(Saved data entries)
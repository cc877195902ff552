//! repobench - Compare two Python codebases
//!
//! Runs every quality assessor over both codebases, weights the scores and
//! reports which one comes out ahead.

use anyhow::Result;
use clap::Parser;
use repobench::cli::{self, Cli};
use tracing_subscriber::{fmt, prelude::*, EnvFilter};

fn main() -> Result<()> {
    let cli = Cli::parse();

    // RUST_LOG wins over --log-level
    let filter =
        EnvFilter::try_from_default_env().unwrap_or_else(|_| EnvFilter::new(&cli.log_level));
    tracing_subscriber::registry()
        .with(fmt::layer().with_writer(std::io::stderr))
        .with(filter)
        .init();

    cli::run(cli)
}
...
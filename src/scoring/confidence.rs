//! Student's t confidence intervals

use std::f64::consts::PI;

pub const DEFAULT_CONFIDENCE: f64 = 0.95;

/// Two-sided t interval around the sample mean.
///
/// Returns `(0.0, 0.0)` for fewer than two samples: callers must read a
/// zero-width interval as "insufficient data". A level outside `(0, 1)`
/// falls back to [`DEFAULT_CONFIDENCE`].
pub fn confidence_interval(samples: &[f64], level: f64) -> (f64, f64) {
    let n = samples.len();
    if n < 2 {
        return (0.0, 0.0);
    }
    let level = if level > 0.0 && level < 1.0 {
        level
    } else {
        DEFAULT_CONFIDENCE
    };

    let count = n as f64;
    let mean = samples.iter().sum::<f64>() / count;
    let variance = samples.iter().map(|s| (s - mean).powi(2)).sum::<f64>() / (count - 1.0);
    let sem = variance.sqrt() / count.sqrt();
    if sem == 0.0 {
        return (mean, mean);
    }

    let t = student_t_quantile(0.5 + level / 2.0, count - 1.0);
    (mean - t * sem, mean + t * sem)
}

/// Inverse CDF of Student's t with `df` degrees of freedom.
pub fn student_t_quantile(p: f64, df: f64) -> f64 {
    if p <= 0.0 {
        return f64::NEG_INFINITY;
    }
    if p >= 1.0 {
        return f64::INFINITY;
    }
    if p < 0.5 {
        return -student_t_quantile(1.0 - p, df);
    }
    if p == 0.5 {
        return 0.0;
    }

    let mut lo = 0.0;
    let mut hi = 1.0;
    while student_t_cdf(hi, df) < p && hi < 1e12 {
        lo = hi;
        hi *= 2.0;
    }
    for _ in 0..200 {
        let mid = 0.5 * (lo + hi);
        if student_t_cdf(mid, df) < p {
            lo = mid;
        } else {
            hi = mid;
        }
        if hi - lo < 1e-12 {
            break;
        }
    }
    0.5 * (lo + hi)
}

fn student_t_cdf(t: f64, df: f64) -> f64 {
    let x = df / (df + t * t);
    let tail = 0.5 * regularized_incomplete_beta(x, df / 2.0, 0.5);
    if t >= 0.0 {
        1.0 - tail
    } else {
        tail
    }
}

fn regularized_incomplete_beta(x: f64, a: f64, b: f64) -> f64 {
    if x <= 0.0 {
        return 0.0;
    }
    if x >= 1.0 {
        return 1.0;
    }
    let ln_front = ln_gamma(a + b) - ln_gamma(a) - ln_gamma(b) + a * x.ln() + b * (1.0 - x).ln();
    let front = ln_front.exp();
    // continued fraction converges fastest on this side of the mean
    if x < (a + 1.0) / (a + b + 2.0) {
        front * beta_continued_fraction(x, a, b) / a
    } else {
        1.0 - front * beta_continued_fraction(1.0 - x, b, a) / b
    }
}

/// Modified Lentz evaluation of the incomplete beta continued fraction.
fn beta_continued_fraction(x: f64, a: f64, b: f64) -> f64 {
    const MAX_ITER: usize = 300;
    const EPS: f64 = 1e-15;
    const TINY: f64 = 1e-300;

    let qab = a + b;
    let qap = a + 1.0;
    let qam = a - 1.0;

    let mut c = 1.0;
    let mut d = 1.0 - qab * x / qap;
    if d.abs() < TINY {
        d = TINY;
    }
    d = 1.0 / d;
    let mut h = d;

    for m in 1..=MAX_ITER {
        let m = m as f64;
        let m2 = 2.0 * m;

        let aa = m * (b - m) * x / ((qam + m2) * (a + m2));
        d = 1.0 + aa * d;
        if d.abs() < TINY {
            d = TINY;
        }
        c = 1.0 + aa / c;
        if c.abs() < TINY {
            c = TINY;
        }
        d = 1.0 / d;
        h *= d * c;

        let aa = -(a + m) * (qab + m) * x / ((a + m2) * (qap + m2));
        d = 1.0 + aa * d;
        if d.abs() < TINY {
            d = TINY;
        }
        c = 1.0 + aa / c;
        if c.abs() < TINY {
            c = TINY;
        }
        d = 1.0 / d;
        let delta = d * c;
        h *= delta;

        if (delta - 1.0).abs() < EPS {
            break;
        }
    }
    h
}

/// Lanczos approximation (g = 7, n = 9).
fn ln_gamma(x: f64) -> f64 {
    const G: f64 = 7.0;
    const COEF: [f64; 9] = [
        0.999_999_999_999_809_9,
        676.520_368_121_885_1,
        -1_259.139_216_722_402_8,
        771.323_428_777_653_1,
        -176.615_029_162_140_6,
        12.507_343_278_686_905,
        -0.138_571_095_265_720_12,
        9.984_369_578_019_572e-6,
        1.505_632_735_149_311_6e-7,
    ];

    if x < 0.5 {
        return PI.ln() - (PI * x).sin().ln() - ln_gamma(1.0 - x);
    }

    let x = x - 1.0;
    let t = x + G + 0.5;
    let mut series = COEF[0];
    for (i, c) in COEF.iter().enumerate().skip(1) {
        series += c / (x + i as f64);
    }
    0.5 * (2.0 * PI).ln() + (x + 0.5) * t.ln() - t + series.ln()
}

_Instructions for the task_:
Set down, unchanged, only those lines above that fall between the line with "of the mean" and the line with "let m2 = 2.0 * m;", the two end lines included.

_Task answer_:
    // continued fraction converges fastest on this side of the mean
    if x < (a + 1.0) / (a + b + 2.0) {
        front * beta_continued_fraction(x, a, b) / a
    } else {
        1.0 - front * beta_continued_fraction(1.0 - x, b, a) / b
    }
}

/// Modified Lentz evaluation of the incomplete beta continued fraction.
fn beta_continued_fraction(x: f64, a: f64, b: f64) -> f64 {
    const MAX_ITER: usize = 300;
    const EPS: f64 = 1e-15;
    const TINY: f64 = 1e-300;

    let qab = a + b;
    let qap = a + 1.0;
    let qam = a - 1.0;

    let mut c = 1.0;
    let mut d = 1.0 - qab * x / qap;
    if d.abs() < TINY {
        d = TINY;
    }
    d = 1.0 / d;
    let mut h = d;

    for m in 1..=MAX_ITER {
        let m = m as f64;
        let m2 = 2.0 * m;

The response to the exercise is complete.